In February, head of the Centre for Investigation of Sexual Offences and Child Abuse (CISOCA) Superintendent of Police Enid Ross-Stewart revealed that members of the clergy and policemen were regular culprits arrested for having sex with girls under the age of 16.
“Having arrested these ministers, really it is not the first time. We are constantly arresting high-profile members of the society, particularly churchmen and policemen. Yes, churchmen and policemen are really our two highest high-profile arrests,” the superintendent told a joint select committee of Parliament created to review the sexual Offences Act.
“It is painful for any church leader to have heard minister with responsibility for gender affairs Olivia Grange quoted as saying that “it's distressing but not surprising” that according to the head of CISOCA, pastors and policemen — two groups in which the nation places great trust — are among the main 'high-profile' perpetrators of sex offences against children. This obviously means that the church's reputation as the bastion for the protection of the weak and most vulnerable has to be re-evaluated in light of the degree and extent of misconduct coming to light,” Black told the Jamaica Observer.
“In a sense, the public outrage has served to heighten the expectation that the church is still regarded as a place where high moral standards are expected to be maintained. It would be a horrifying tragedy indeed, if these things were happening in the church and the society had simply accepted it as normative,” he added.
But despite a tarnished reputation, Black maintained that pastors can still be trusted.
“The great majority of pastors and church leaders are men and women of integrity who have placed safeguards around themselves and their families and ministries to ensure that they do not end up in disgrace,” he said. “Indeed, there can be no meaningful relationship without trust. A doctor must be trusted to diagnose a medical condition, and a pharmacist must be trusted to dispense the correct medication, as prescribed. What perhaps is needed more than ever is ensuring that pastors are delivering what they are called to fulfil.”
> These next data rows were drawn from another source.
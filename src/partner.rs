//! Partner records, tiers and their layout policy.

use anyhow::{Result, bail};
use std::collections::HashSet;

use crate::components::icons::Icon;
use crate::logo::LogoRef;

/// Partner category determining visual prominence on the page.
///
/// Variants are declared in display order: sponsors first, supporters last.
#[derive(Debug, Clone, Copy, PartialEq, Eq, Hash)]
pub enum Tier {
    /// Major sponsors, largest visual weight
    Mantenedor,
    /// Partners, medium visual weight
    Parceiro,
    /// Supporters, smallest visual weight
    Apoio,
}

/// Layout parameters for a tier section and its cards.
#[derive(Debug, Clone, Copy, PartialEq, Eq)]
pub struct TierLayout {
    /// Section heading text
    pub heading: &'static str,
    /// Heading modifier class controlling size and weight
    pub heading_class: &'static str,
    /// Icon shown before the heading
    pub icon: Icon,
    /// Icon size in pixels
    pub icon_size: u32,
    /// Modifier class added to every card of the tier
    pub card_class: &'static str,
    /// Modifier class of the responsive grid
    pub grid_class: &'static str,
    /// Grid column counts at base, small and large breakpoints
    pub columns: [u8; 3],
}

impl Tier {
    /// All tiers in display order.
    pub const ALL: [Tier; 3] = [Tier::Mantenedor, Tier::Parceiro, Tier::Apoio];

    /// Returns the layout policy for this tier.
    pub fn layout(self) -> TierLayout {
        match self {
            Tier::Mantenedor => TierLayout {
                heading: "Mantenedores",
                heading_class: "tier-heading--mantenedor",
                icon: Icon::HeartHandshake,
                icon_size: 28,
                card_class: "partner-card--mantenedor",
                grid_class: "partner-grid--mantenedor",
                columns: [1, 2, 2],
            },
            Tier::Parceiro => TierLayout {
                heading: "Parceiros",
                heading_class: "tier-heading--parceiro",
                icon: Icon::Handshake,
                icon_size: 24,
                card_class: "partner-card--parceiro",
                grid_class: "partner-grid--parceiro",
                columns: [1, 2, 3],
            },
            Tier::Apoio => TierLayout {
                heading: "Rede de Apoio",
                heading_class: "tier-heading--apoio",
                icon: Icon::Users,
                icon_size: 20,
                card_class: "partner-card--apoio",
                grid_class: "partner-grid--apoio",
                columns: [2, 3, 4],
            },
        }
    }

    /// Table name of the tier in data files.
    pub fn key(self) -> &'static str {
        match self {
            Tier::Mantenedor => "mantenedor",
            Tier::Parceiro => "parceiro",
            Tier::Apoio => "apoio",
        }
    }
}

/// A single partner shown on the page.
#[derive(Debug, Clone, PartialEq, Eq)]
pub struct PartnerRecord {
    id: u32,
    name: String,
    logo: LogoRef,
}

impl PartnerRecord {
    pub fn new(id: u32, name: impl Into<String>, logo: LogoRef) -> Self {
        Self {
            id,
            name: name.into(),
            logo,
        }
    }

    /// Identifier, unique within the owning collection
    pub fn id(&self) -> u32 {
        self.id
    }

    /// Display label
    pub fn name(&self) -> &str {
        &self.name
    }

    pub fn logo(&self) -> &LogoRef {
        &self.logo
    }

    /// Accessible description of the record's logo image.
    pub fn alt_text(&self) -> String {
        format!("Logo {}", self.name)
    }
}

/// Ordered partner records of one tier; order is display order.
#[derive(Debug, Clone, Default, PartialEq, Eq)]
pub struct PartnerCollection {
    records: Vec<PartnerRecord>,
}

impl PartnerCollection {
    /// Builds a collection, rejecting duplicate ids.
    ///
    /// # Errors
    ///
    /// Returns error if two records share the same id.
    pub fn new(records: Vec<PartnerRecord>) -> Result<Self> {
        let mut seen = HashSet::with_capacity(records.len());
        for record in &records {
            if !seen.insert(record.id) {
                bail!(
                    "Duplicate partner id {} ({})",
                    record.id,
                    record.name
                );
            }
        }
        Ok(Self { records })
    }

    pub fn records(&self) -> &[PartnerRecord] {
        &self.records
    }

    pub fn iter(&self) -> std::slice::Iter<'_, PartnerRecord> {
        self.records.iter()
    }

    pub fn len(&self) -> usize {
        self.records.len()
    }

    pub fn is_empty(&self) -> bool {
        self.records.is_empty()
    }
}

impl<'a> IntoIterator for &'a PartnerCollection {
    type Item = &'a PartnerRecord;
    type IntoIter = std::slice::Iter<'a, PartnerRecord>;

    fn into_iter(self) -> Self::IntoIter {
        self.records.iter()
    }
}

/// The three partner collections of the page, one per tier.
#[derive(Debug, Clone, Default, PartialEq, Eq)]
pub struct PartnerDirectory {
    mantenedores: PartnerCollection,
    parceiros: PartnerCollection,
    apoio: PartnerCollection,
}

impl PartnerDirectory {
    pub fn new(
        mantenedores: PartnerCollection,
        parceiros: PartnerCollection,
        apoio: PartnerCollection,
    ) -> Self {
        Self {
            mantenedores,
            parceiros,
            apoio,
        }
    }

    /// Returns the collection of the given tier.
    pub fn collection(&self, tier: Tier) -> &PartnerCollection {
        match tier {
            Tier::Mantenedor => &self.mantenedores,
            Tier::Parceiro => &self.parceiros,
            Tier::Apoio => &self.apoio,
        }
    }

    /// Iterates tiers with their collections in display order.
    pub fn tiers(&self) -> impl Iterator<Item = (Tier, &PartnerCollection)> {
        Tier::ALL.into_iter().map(|tier| (tier, self.collection(tier)))
    }

    /// Iterates every record of every tier in display order.
    pub fn records(&self) -> impl Iterator<Item = (Tier, &PartnerRecord)> {
        self.tiers()
            .flat_map(|(tier, collection)| collection.iter().map(move |record| (tier, record)))
    }

    pub fn total(&self) -> usize {
        self.tiers().map(|(_, collection)| collection.len()).sum()
    }
}

#[cfg(test)]
mod tests {
    use super::*;

    fn record(id: u32, name: &str) -> PartnerRecord {
        PartnerRecord::new(id, name, LogoRef::placeholder(name))
    }

    #[test]
    fn test_tier_layout_is_stable() {
        // Arrange & Act & Assert
        for tier in Tier::ALL {
            assert_eq!(tier.layout(), tier.layout());
        }
    }

    #[test]
    fn test_tier_layout_classes_are_distinct() {
        // Arrange
        let classes: HashSet<&str> = Tier::ALL.iter().map(|t| t.layout().card_class).collect();

        // Assert
        assert_eq!(classes.len(), 3, "Each tier should own its card class");
    }

    #[test]
    fn test_tier_columns() {
        // Arrange & Act & Assert
        assert_eq!(Tier::Mantenedor.layout().columns, [1, 2, 2]);
        assert_eq!(Tier::Parceiro.layout().columns, [1, 2, 3]);
        assert_eq!(Tier::Apoio.layout().columns, [2, 3, 4]);
    }

    #[test]
    fn test_tier_icon_sizes_decrease() {
        // Arrange
        let sizes: Vec<u32> = Tier::ALL.iter().map(|t| t.layout().icon_size).collect();

        // Assert
        assert_eq!(sizes, vec![28, 24, 20]);
    }

    #[test]
    fn test_alt_text() {
        // Arrange
        let record = record(1, "Empresa 1");

        // Act & Assert
        assert_eq!(record.alt_text(), "Logo Empresa 1");
    }

    #[test]
    fn test_collection_rejects_duplicate_ids() {
        // Arrange
        let records = vec![record(1, "A"), record(1, "B")];

        // Act
        let result = PartnerCollection::new(records);

        // Assert
        assert!(result.is_err());
        let msg = format!("{:#}", result.unwrap_err());
        assert!(msg.contains("Duplicate partner id 1"), "got: {}", msg);
    }

    #[test]
    fn test_collection_keeps_order() -> Result<()> {
        // Arrange
        let records = vec![record(3, "C"), record(1, "A"), record(2, "B")];

        // Act
        let collection = PartnerCollection::new(records)?;

        // Assert
        let names: Vec<&str> = collection.iter().map(|r| r.name()).collect();
        assert_eq!(names, vec!["C", "A", "B"]);
        Ok(())
    }

    #[test]
    fn test_ids_unique_per_collection_only() -> Result<()> {
        // Arrange
        let parceiros = PartnerCollection::new(vec![record(6, "Parceiro 6")])?;
        let apoio = PartnerCollection::new(vec![record(6, "Apoio 6")])?;

        // Act
        let directory = PartnerDirectory::new(PartnerCollection::default(), parceiros, apoio);

        // Assert
        assert_eq!(directory.total(), 2);
        Ok(())
    }

    #[test]
    fn test_directory_records_in_display_order() -> Result<()> {
        // Arrange
        let directory = PartnerDirectory::new(
            PartnerCollection::new(vec![record(1, "M")])?,
            PartnerCollection::new(vec![record(1, "P")])?,
            PartnerCollection::new(vec![record(1, "A")])?,
        );

        // Act
        let order: Vec<(Tier, &str)> = directory.records().map(|(t, r)| (t, r.name())).collect();

        // Assert
        assert_eq!(
            order,
            vec![
                (Tier::Mantenedor, "M"),
                (Tier::Parceiro, "P"),
                (Tier::Apoio, "A")
            ]
        );
        Ok(())
    }
}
While pointing out that placing people on pedestals is “risky and dangerous”, Black encouraged congregations and their leaders to establish “clear ministry expectations”.
“Congregations must know what to expect of their leaders and leaders are to know what to expect of their congregations. Where these are not clearly delineated, abuse can occur on either side,” he said. “But it is very important to be respectful of the persons given the charge to lead or offer guidance. This, however, is not in a carte blanche manner. Accountability is critical. Congregations and church leaders must keep this adage in mind — trust, but verify.”
He explained that a church leader should be known for his character, gift, skill set, as well as have clear knowledge of what it means to function, based on the biblical model of leadership.
When a church leader is accused, Black said that the congregation goes through a series of stages — shock/resignation, anger/disappointment, followed by the stages of wait-and-see, the spiritual examination, the questioning the future stage, the acceptance, and the resolution.
“Each stage helps the congregation to process some aspect of the experience, until the church settles and returns either to a different level of ministry, or returns to the continuation of things as they were,” explained Black. “A congregation, though, may see this as an opportunity to correct some fundamental institutional and relational challenges within the community and end up more informed, more sensitive, and deeper in its ministry delivery.”